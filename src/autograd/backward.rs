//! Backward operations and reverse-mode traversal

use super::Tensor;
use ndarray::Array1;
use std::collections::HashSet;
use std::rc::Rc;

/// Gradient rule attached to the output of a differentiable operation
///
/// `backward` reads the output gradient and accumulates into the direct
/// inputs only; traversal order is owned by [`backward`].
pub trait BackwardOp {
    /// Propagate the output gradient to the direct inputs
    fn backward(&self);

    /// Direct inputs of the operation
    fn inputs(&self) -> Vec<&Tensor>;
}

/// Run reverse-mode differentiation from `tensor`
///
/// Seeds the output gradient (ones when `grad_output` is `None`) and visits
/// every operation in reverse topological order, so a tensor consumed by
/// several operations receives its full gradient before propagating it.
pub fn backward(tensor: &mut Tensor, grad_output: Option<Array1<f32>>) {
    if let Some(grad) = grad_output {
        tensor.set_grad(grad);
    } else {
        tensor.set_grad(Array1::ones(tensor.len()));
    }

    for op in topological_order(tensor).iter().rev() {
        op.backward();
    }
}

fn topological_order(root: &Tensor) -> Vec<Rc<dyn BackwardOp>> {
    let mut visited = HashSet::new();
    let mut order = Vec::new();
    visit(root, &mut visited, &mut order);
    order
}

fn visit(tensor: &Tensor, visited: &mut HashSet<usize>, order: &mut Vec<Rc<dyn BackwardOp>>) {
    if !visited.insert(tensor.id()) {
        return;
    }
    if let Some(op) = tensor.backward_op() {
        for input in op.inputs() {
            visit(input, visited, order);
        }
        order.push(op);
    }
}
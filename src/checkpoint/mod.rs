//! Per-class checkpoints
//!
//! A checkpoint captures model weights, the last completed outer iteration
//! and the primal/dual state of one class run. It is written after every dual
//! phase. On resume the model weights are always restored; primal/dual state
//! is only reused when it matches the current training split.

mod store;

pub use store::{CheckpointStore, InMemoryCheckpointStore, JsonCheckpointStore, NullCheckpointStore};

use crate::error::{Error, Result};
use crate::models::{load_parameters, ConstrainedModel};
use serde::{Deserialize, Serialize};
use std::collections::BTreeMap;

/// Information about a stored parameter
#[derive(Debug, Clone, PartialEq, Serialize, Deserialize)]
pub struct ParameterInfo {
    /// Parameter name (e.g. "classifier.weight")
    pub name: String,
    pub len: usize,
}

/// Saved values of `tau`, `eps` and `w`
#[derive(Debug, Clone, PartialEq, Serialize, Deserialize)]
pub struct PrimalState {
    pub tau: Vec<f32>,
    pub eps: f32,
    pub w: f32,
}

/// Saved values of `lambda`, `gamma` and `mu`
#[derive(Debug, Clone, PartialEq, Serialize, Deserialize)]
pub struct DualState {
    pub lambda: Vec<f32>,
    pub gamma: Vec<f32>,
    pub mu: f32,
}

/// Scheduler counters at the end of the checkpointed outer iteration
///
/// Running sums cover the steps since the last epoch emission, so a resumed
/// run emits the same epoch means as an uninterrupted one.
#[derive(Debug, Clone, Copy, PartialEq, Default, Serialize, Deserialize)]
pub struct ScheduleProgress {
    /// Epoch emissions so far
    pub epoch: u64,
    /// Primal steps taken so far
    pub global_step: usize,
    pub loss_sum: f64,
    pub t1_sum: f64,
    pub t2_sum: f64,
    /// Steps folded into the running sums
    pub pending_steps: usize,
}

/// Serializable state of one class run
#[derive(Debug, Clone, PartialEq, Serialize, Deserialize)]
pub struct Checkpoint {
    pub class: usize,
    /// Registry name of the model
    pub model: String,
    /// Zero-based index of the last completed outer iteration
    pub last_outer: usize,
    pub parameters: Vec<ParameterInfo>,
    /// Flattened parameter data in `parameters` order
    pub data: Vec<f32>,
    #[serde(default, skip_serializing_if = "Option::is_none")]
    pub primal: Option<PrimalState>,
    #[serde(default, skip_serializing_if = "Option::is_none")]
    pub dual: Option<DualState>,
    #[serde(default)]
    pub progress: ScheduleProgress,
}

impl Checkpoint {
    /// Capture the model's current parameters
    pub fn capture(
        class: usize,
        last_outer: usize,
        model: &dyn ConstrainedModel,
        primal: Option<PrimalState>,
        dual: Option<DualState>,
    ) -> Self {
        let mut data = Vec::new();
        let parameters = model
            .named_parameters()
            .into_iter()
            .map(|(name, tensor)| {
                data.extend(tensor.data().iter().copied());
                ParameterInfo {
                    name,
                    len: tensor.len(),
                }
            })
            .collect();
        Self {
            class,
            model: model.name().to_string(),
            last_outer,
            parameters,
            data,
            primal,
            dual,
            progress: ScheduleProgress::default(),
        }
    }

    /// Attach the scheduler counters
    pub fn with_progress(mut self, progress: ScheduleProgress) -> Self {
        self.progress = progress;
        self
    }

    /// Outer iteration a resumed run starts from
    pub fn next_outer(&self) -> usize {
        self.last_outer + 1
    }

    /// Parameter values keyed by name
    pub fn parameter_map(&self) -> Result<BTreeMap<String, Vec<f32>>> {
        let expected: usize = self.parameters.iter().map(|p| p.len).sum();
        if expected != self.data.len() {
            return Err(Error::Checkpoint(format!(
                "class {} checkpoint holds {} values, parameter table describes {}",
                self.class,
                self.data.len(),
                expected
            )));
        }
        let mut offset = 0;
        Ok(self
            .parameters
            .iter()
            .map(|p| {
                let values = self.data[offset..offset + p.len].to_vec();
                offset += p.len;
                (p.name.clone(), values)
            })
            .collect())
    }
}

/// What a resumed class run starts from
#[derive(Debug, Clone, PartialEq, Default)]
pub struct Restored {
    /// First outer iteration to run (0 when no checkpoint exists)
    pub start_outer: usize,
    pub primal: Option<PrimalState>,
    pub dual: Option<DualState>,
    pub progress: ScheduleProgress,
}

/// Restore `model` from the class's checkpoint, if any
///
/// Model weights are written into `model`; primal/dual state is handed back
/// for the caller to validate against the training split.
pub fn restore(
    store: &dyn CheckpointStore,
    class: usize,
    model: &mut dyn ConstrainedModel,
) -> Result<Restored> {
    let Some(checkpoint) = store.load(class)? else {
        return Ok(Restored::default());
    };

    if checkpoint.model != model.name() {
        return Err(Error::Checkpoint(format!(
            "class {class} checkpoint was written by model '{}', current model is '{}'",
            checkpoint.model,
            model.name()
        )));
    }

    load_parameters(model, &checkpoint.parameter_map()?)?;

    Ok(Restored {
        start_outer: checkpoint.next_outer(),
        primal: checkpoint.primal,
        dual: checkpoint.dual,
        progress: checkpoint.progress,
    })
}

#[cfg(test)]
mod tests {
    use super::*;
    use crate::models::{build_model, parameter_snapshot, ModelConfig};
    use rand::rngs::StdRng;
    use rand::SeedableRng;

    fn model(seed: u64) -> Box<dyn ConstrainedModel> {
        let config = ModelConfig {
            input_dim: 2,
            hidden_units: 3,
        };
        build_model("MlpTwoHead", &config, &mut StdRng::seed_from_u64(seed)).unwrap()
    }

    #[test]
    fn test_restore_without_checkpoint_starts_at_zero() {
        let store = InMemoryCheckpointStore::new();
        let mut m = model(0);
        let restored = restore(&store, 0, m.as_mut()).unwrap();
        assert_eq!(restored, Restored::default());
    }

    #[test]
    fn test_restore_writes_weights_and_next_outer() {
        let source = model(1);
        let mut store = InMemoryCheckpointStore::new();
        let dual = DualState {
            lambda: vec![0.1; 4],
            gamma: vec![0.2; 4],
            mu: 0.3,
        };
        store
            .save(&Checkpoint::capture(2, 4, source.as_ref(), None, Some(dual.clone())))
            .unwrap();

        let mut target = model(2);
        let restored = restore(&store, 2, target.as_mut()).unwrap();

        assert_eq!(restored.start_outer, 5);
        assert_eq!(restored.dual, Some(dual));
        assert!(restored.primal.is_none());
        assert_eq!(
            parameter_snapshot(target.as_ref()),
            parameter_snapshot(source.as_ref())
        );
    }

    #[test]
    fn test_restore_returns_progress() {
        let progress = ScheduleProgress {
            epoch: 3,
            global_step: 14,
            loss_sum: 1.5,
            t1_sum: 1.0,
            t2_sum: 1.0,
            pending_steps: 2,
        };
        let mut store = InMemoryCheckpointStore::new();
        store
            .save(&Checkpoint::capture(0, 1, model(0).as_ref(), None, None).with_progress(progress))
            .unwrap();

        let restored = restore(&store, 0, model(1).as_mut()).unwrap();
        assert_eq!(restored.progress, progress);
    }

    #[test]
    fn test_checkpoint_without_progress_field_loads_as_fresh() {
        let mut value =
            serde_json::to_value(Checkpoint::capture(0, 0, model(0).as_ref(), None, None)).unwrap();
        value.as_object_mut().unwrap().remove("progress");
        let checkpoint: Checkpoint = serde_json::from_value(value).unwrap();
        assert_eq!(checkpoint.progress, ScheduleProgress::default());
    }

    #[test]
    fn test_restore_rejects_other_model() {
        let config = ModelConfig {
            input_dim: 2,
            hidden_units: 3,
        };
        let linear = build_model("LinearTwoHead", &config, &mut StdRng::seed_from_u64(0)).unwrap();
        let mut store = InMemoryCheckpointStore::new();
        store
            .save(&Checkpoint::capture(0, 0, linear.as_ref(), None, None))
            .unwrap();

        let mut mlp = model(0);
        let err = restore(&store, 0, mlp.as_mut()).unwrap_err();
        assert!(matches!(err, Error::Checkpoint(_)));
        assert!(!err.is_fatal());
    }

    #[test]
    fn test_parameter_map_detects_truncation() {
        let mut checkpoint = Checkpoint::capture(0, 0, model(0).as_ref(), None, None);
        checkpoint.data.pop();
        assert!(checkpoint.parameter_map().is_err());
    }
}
== == ==
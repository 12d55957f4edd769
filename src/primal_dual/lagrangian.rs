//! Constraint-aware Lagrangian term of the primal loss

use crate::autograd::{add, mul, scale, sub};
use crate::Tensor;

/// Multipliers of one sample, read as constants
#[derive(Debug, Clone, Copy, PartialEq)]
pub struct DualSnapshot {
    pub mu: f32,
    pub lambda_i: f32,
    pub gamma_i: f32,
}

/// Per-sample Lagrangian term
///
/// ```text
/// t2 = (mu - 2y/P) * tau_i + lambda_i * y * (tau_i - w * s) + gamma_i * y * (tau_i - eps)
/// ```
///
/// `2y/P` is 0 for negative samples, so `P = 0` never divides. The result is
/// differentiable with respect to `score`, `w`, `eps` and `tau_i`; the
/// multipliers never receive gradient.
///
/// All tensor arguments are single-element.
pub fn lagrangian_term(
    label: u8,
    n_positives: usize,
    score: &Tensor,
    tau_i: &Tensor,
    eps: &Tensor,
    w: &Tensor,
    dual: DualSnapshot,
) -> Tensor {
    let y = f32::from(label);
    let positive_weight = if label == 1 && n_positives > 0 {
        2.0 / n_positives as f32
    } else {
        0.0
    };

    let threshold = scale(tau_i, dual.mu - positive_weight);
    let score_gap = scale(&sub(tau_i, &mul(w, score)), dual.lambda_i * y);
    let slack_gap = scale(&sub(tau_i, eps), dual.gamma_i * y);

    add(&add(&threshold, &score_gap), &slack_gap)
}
== == ==
### WHAT TO DO
Spot the lines above that mention "scale" and copy them.

### SOLUTION TO THE EXERCISE
use crate::autograd::{add, mul, scale, sub};
    let threshold = scale(tau_i, dual.mu - positive_weight);
    let score_gap = scale(&sub(tau_i, &mul(w, score)), dual.lambda_i * y);
    let slack_gap = scale(&sub(tau_i, eps), dual.gamma_i * y);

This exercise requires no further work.